Of 233 women with ICP, 152 women had TBA levels 10-39.9 μmol/L, 55 had TBA 40-99.9 μmol/L, and 26 had TBA ≥100 μmol/L. There was no difference in maternal age, ethnicity, or prepregnancy body mass index according to TBA level. Increasing TBA level was associated with higher hepatic transaminase and total bilirubin level (P < .05). TBA levels ≥100 μmol/L were associated with increased risk of stillbirth (P< .01). Increasing TBA level was also associated with earlier gestational age at diagnosis (P< .01) and ursodeoxycholic acid use (P = .02). After adjusting for confounders, no predictors were associated with composite neonatal morbidity. TBA 40-99.9 μmol/L and TBA ≥100 μmol/L were associated with increased risk of meconium-stained amniotic fluid (adjusted odds ratio, 3.55; 95% confidence interval, 1.45–8.68 and adjusted odds ratio, 4.55; 95% confidence interval, 1.47–14.08, respectively).

Conclusion

In women with ICP, TBA level ≥100 μmol/L was associated with increased risk of stillbirth. TBA ≥40 μmol/L was associated with increased risk of meconium-stained amniotic fluid.

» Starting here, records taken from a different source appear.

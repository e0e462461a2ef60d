//! SIMRS Khanza schema variant
//!
//! Queries a Khanza-style MySQL schema. SatuSehat ids for patients,
//! practitioners and clinics come from the deployment's mapping tables;
//! rows without a mapping surface as blank fields and fail snapshot
//! validation downstream instead of being silently dropped here.

use crate::adapters::source::rows::{
    DiagnosisRow, MedicationDispenseRow, MedicationRequestRow, ObservationRow, ProcedureRow,
    VisitRow,
};
use crate::adapters::source::VisitSource;
use crate::domain::{
    Diagnosis, MedicationDispense, MedicationRequest, ObservationLab, ObservationRadiology,
    Procedure, SourceError, Visit,
};
use async_trait::async_trait;
use chrono::NaiveDateTime;
use sqlx::MySqlPool;

const VISITS_BETWEEN: &str = r#"
SELECT r.no_rawat                      AS visit_id,
       COALESCE(mp.satusehat_id, '')  AS patient_satusehat_id,
       COALESCE(p.no_ktp, '')         AS patient_nik,
       COALESCE(p.nm_pasien, '')      AS patient_name,
       COALESCE(p.jk, '')             AS patient_sex,
       p.tgl_lahir                    AS patient_birth_date,
       COALESCE(p.alamat, '')         AS patient_address,
       COALESCE(d.no_ktp, '')         AS practitioner_nik,
       COALESCE(md.satusehat_id, '')  AS practitioner_satusehat_id,
       COALESCE(d.nm_dokter, '')      AS practitioner_name,
       COALESCE(ml.satusehat_id, '')  AS clinic_satusehat_id,
       COALESCE(pl.nm_poli, '')       AS clinic_name,
       CAST(v.tensi_sistole AS CHAR)  AS systole,
       CAST(v.tensi_diastole AS CHAR) AS diastole,
       CAST(v.nadi AS CHAR)           AS heart_rate,
       CAST(v.respirasi AS CHAR)      AS respiration_rate,
       CAST(v.spo2 AS CHAR)           AS oxygen_saturation,
       CAST(v.suhu_tubuh AS CHAR)     AS temperature,
       r.tgl_registrasi               AS period_start_date,
       r.tgl_selesai                  AS period_end_date,
       r.tgl_registrasi               AS arrived_start_time,
       r.tgl_panggil                  AS arrived_end_time,
       r.tgl_panggil                  AS in_progress_start_time,
       r.tgl_periksa_selesai          AS in_progress_end_time,
       r.tgl_periksa_selesai          AS finish_start_time,
       r.tgl_selesai                  AS finish_end_time
FROM reg_periksa r
         JOIN pasien p ON p.no_rkm_medis = r.no_rkm_medis
         JOIN dokter d ON d.kd_dokter = r.kd_dokter
         JOIN poliklinik pl ON pl.kd_poli = r.kd_poli
         LEFT JOIN satusehat_map_pasien mp ON mp.no_rkm_medis = p.no_rkm_medis
         LEFT JOIN satusehat_map_dokter md ON md.kd_dokter = d.kd_dokter
         LEFT JOIN satusehat_map_poli ml ON ml.kd_poli = pl.kd_poli
         LEFT JOIN pemeriksaan_ralan v ON v.no_rawat = r.no_rawat
WHERE r.stts = 'Sudah'
  AND r.tgl_registrasi BETWEEN ? AND ?
"#;

const DIAGNOSIS_BY_VISIT: &str = r#"
SELECT dp.no_rawat                  AS visit_id,
       COALESCE(py.kd_penyakit, '') AS diagnosis_code,
       COALESCE(py.nm_penyakit, '') AS diagnosis_name,
       dp.tgl_diagnosa              AS diagnosis_date
FROM diagnosa_pasien dp
         JOIN penyakit py ON py.kd_penyakit = dp.kd_penyakit
WHERE dp.no_rawat = ?
ORDER BY dp.prioritas
"#;

const LAB_BY_VISIT: &str = r#"
SELECT pl.no_urut                    AS visit_id,
       COALESCE(jl.nm_perawatan, '') AS lab_name,
       tl.pemeriksaan                AS lab_parameter,
       tl.satuan                     AS lab_unit,
       tl.nilai_rujukan              AS lab_normal,
       dl.nilai                      AS lab_result,
       dl.keterangan                 AS lab_flag,
       tl.metode                     AS lab_method,
       tl.kode_loinc                 AS lab_loinc_code,
       tl.nama_loinc                 AS lab_loinc_name,
       md.satusehat_id               AS practitioner_id,
       COALESCE(d.nm_dokter, '')     AS practitioner_name
FROM periksa_lab pl
         JOIN detail_periksa_lab dl ON dl.no_rawat = pl.no_rawat
         JOIN template_laboratorium tl ON tl.id_template = dl.id_template
         JOIN jns_perawatan_lab jl ON jl.kd_jenis_prw = pl.kd_jenis_prw
         JOIN dokter d ON d.kd_dokter = pl.kd_dokter
         LEFT JOIN satusehat_map_dokter md ON md.kd_dokter = d.kd_dokter
WHERE pl.no_rawat = ?
"#;

const RADIOLOGY_BY_VISIT: &str = r#"
SELECT pr.no_urut                    AS visit_id,
       COALESCE(jr.nm_perawatan, '') AS lab_name,
       hr.pemeriksaan                AS lab_parameter,
       NULL                          AS lab_unit,
       NULL                          AS lab_normal,
       hr.hasil                      AS lab_result,
       NULL                          AS lab_flag,
       NULL                          AS lab_method,
       jr.kode_loinc                 AS lab_loinc_code,
       jr.nama_loinc                 AS lab_loinc_name,
       md.satusehat_id               AS practitioner_id,
       COALESCE(d.nm_dokter, '')     AS practitioner_name
FROM periksa_radiologi pr
         JOIN jns_perawatan_radiologi jr ON jr.kd_jenis_prw = pr.kd_jenis_prw
         JOIN hasil_radiologi hr ON hr.no_rawat = pr.no_rawat
         JOIN dokter d ON d.kd_dokter = pr.kd_dokter
         LEFT JOIN satusehat_map_dokter md ON md.kd_dokter = d.kd_dokter
WHERE pr.no_rawat = ?
"#;

const MEDICATION_REQUEST_BY_VISIT: &str = r#"
SELECT ro.no_urut                AS visit_id,
       CASE WHEN ro.status = 'Ranap' THEN 'Inpatient' ELSE 'Outpatient' END AS patient_type,
       ro.tgl_peresepan          AS date,
       db.kode_brng              AS medicine_code,
       ro.no_resep               AS prescription_id,
       db.kode_kfa               AS kfa_code,
       db.nama_kfa               AS kfa_name,
       CASE WHEN rd.racikan = '1' THEN 'Compound' ELSE 'NonCompound' END AS type,
       md.satusehat_id           AS practitioner_id,
       d.nm_dokter               AS practitioner_name,
       rd.jml                    AS amount,
       COALESCE(db.satuan, '')   AS unit
FROM resep_obat ro
         JOIN resep_dokter rd ON rd.no_resep = ro.no_resep
         JOIN databarang db ON db.kode_brng = rd.kode_brng
         JOIN dokter d ON d.kd_dokter = ro.kd_dokter
         LEFT JOIN satusehat_map_dokter md ON md.kd_dokter = d.kd_dokter
WHERE ro.no_rawat = ?
"#;

const MEDICATION_DISPENSE_BY_VISIT: &str = r#"
SELECT po.no_urut                 AS visit_id,
       CASE WHEN po.status = 'Ranap' THEN 'Inpatient' ELSE 'Outpatient' END AS patient_type,
       po.tgl_perawatan           AS date,
       COALESCE(db.kode_brng, '') AS medicine_code,
       po.no_resep                AS prescription_id,
       db.kode_kfa                AS kfa_code,
       db.nama_kfa                AS kfa_name,
       CASE WHEN po.racikan = '1' THEN 'Compound' ELSE 'NonCompound' END AS type,
       ma.satusehat_id            AS practitioner_id,
       a.nama                     AS practitioner_name,
       COALESCE(gb.no_batch, '')  AS batch_number,
       gb.expire                  AS expired_date,
       po.tgl_perawatan           AS prescription_start_date,
       po.tgl_penyerahan          AS handover_date
FROM pemberian_obat po
         JOIN databarang db ON db.kode_brng = po.kode_brng
         JOIN gudangbarang gb ON gb.kode_brng = po.kode_brng
         JOIN apoteker a ON a.nip = po.nip
         LEFT JOIN satusehat_map_apoteker ma ON ma.nip = a.nip
WHERE po.no_rawat = ?
"#;

const PROCEDURE_BY_VISIT: &str = r#"
SELECT pp.no_urut                         AS visit_id,
       COALESCE(ic.kode, '')              AS procedure_code,
       COALESCE(ic.deskripsi_panjang, '') AS procedure_name
FROM prosedur_pasien pp
         JOIN icd9 ic ON ic.kode = pp.kode
WHERE pp.no_rawat = ?
ORDER BY pp.prioritas
"#;

/// Khanza-schema implementation of [`VisitSource`].
pub struct KhanzaVisitSource {
    pool: MySqlPool,
}

impl KhanzaVisitSource {
    pub fn new(pool: MySqlPool) -> Self {
        Self { pool }
    }

    async fn fetch_rows<R, T>(&self, sql: &str, visit_id: &str) -> Result<Vec<T>, SourceError>
    where
        R: for<'r> sqlx::FromRow<'r, sqlx::mysql::MySqlRow> + Send + Unpin,
        T: From<R>,
    {
        let rows: Vec<R> = sqlx::query_as(sql)
            .bind(visit_id)
            .fetch_all(&self.pool)
            .await
            .map_err(|e| SourceError::QueryFailed(e.to_string()))?;
        Ok(rows.into_iter().map(T::from).collect())
    }
}

#[async_trait]
impl VisitSource for KhanzaVisitSource {
    async fn fetch_visits_between(
        &self,
        start: NaiveDateTime,
        end: NaiveDateTime,
    ) -> Result<Vec<Visit>, SourceError> {
        let rows: Vec<VisitRow> = sqlx::query_as(VISITS_BETWEEN)
            .bind(start)
            .bind(end)
            .fetch_all(&self.pool)
            .await
            .map_err(|e| SourceError::QueryFailed(e.to_string()))?;
        Ok(rows.into_iter().map(Visit::from).collect())
    }

    async fn fetch_diagnosis(&self, visit_id: &str) -> Result<Vec<Diagnosis>, SourceError> {
        self.fetch_rows::<DiagnosisRow, _>(DIAGNOSIS_BY_VISIT, visit_id)
            .await
    }

    async fn fetch_lab(&self, visit_id: &str) -> Result<Vec<ObservationLab>, SourceError> {
        self.fetch_rows::<ObservationRow, _>(LAB_BY_VISIT, visit_id)
            .await
    }

    async fn fetch_radiology(
        &self,
        visit_id: &str,
    ) -> Result<Vec<ObservationRadiology>, SourceError> {
        self.fetch_rows::<ObservationRow, _>(RADIOLOGY_BY_VISIT, visit_id)
            .await
    }

    async fn fetch_medication_request(
        &self,
        visit_id: &str,
    ) -> Result<Vec<MedicationRequest>, SourceError> {
        self.fetch_rows::<MedicationRequestRow, _>(MEDICATION_REQUEST_BY_VISIT, visit_id)
            .await
    }

    async fn fetch_medication_dispense(
        &self,
        visit_id: &str,
    ) -> Result<Vec<MedicationDispense>, SourceError> {
        self.fetch_rows::<MedicationDispenseRow, _>(MEDICATION_DISPENSE_BY_VISIT, visit_id)
            .await
    }

    async fn fetch_procedure(&self, visit_id: &str) -> Result<Vec<Procedure>, SourceError> {
        self.fetch_rows::<ProcedureRow, _>(PROCEDURE_BY_VISIT, visit_id)
            .await
    }
}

Keywords: bile acid, intrahepatic cholestasis of pregnancy, neonatal outcome, ursodeoxycholic acid


Intrahepatic cholestasis of pregnancy (ICP) is the most common liver disease in pregnancy characterized by pruritus, elevated total serum bile acids, and elevated liver enzymes. ICP is associated with increased risk of preterm birth (19-60%), meconium passage <37 weeks (17.9%), intrapartum nonreassuring fetal heart tracing (22-41%), respiratory distress syndrome (RDS) (29%), and stillbirth (0.75-7%).1-4 Based on high rates of stillbirth and neonatal morbidity, early delivery is often advocated to reduce the risk of term stillbirth. In the absence of evidence-based guidelines for optimal timing of delivery, induction of labor at 36-37 weeks of gestation or after documenting fetal lung maturity is frequently recommended for pregnancies complicated by ICP.2,5,6

Many studies have attempted to find the predictors of adverse neonatal outcome in women with ICP.7-10 Serum total bile acid (TBA) level >40 μmol/L has been associated with increased risk of meconium staining, low Apgar scores, preterm delivery, and stillbirth.1,8 Other predictors such as level of transaminases, history of cholelithiasis, and hepatitis virus infection have been studied but the results are inconclusive. 9,10 A more comprehensive investigation involving multiple neonatal outcomes and a wide variety of outcome predictors is needed to establish guidelines for optimal timing of delivery in pregnancies complicated by ICP. The aim of our study was to evaluate a wide variety of predictors of adverse neonatal outcomes in a large cohort of women with ICP in the United States.

Materials and Methods

We performed a multicenter retrospective cohort study of all women diagnosed with ICP across 5 regional hospitals including MedStar Washington Hospital Center (Washington, DC), MedStar Georgetown University Hospital (Washington, DC), Medstar Franklin Square Medical Center (Baltimore, MD), Medstar Harbor Hospital (Baltimore, MD), and Virginia Hospital Center (Arlington, VA) from January 2009 through December 2014. All participating institutions obtained institutional review board approval. Women with the diagnosis of ICP were identified through the electronic perinatal database in each hospital. Subsequent chart abstraction was undertaken to collect relevant outcome data. ICP was diagnosed by presence of pruritus without a rash and documented maximum serum TBA level of ≥10 μmol/L. Women with TBA level <10 μmol/L and pregnancies complicated by multiple gestations or infants with congenital and chromosomal abnormalities were excluded. Ursodeoxycholic acid was considered first-line therapy for the treatment of ICP in the study cohort at the discretion of the managing physician. Fetal monitoring was performed at each institution for patients with cholestasis of pregnancy. While there is some variation depending on gestational age of diagnosis, each patient received weekly or twice weekly biophysical profile following diagnosis with delivery planned for 36 1/7 to 37 6/7 weeks of gestation. Women with ICP were categorized based on their TBA level into 3 groups (10-39.9, 40-99.9, and ≥100 μmol/L). Information on maternal demographics, medical comorbidities, and serum biochemical parameters were collected for evaluation.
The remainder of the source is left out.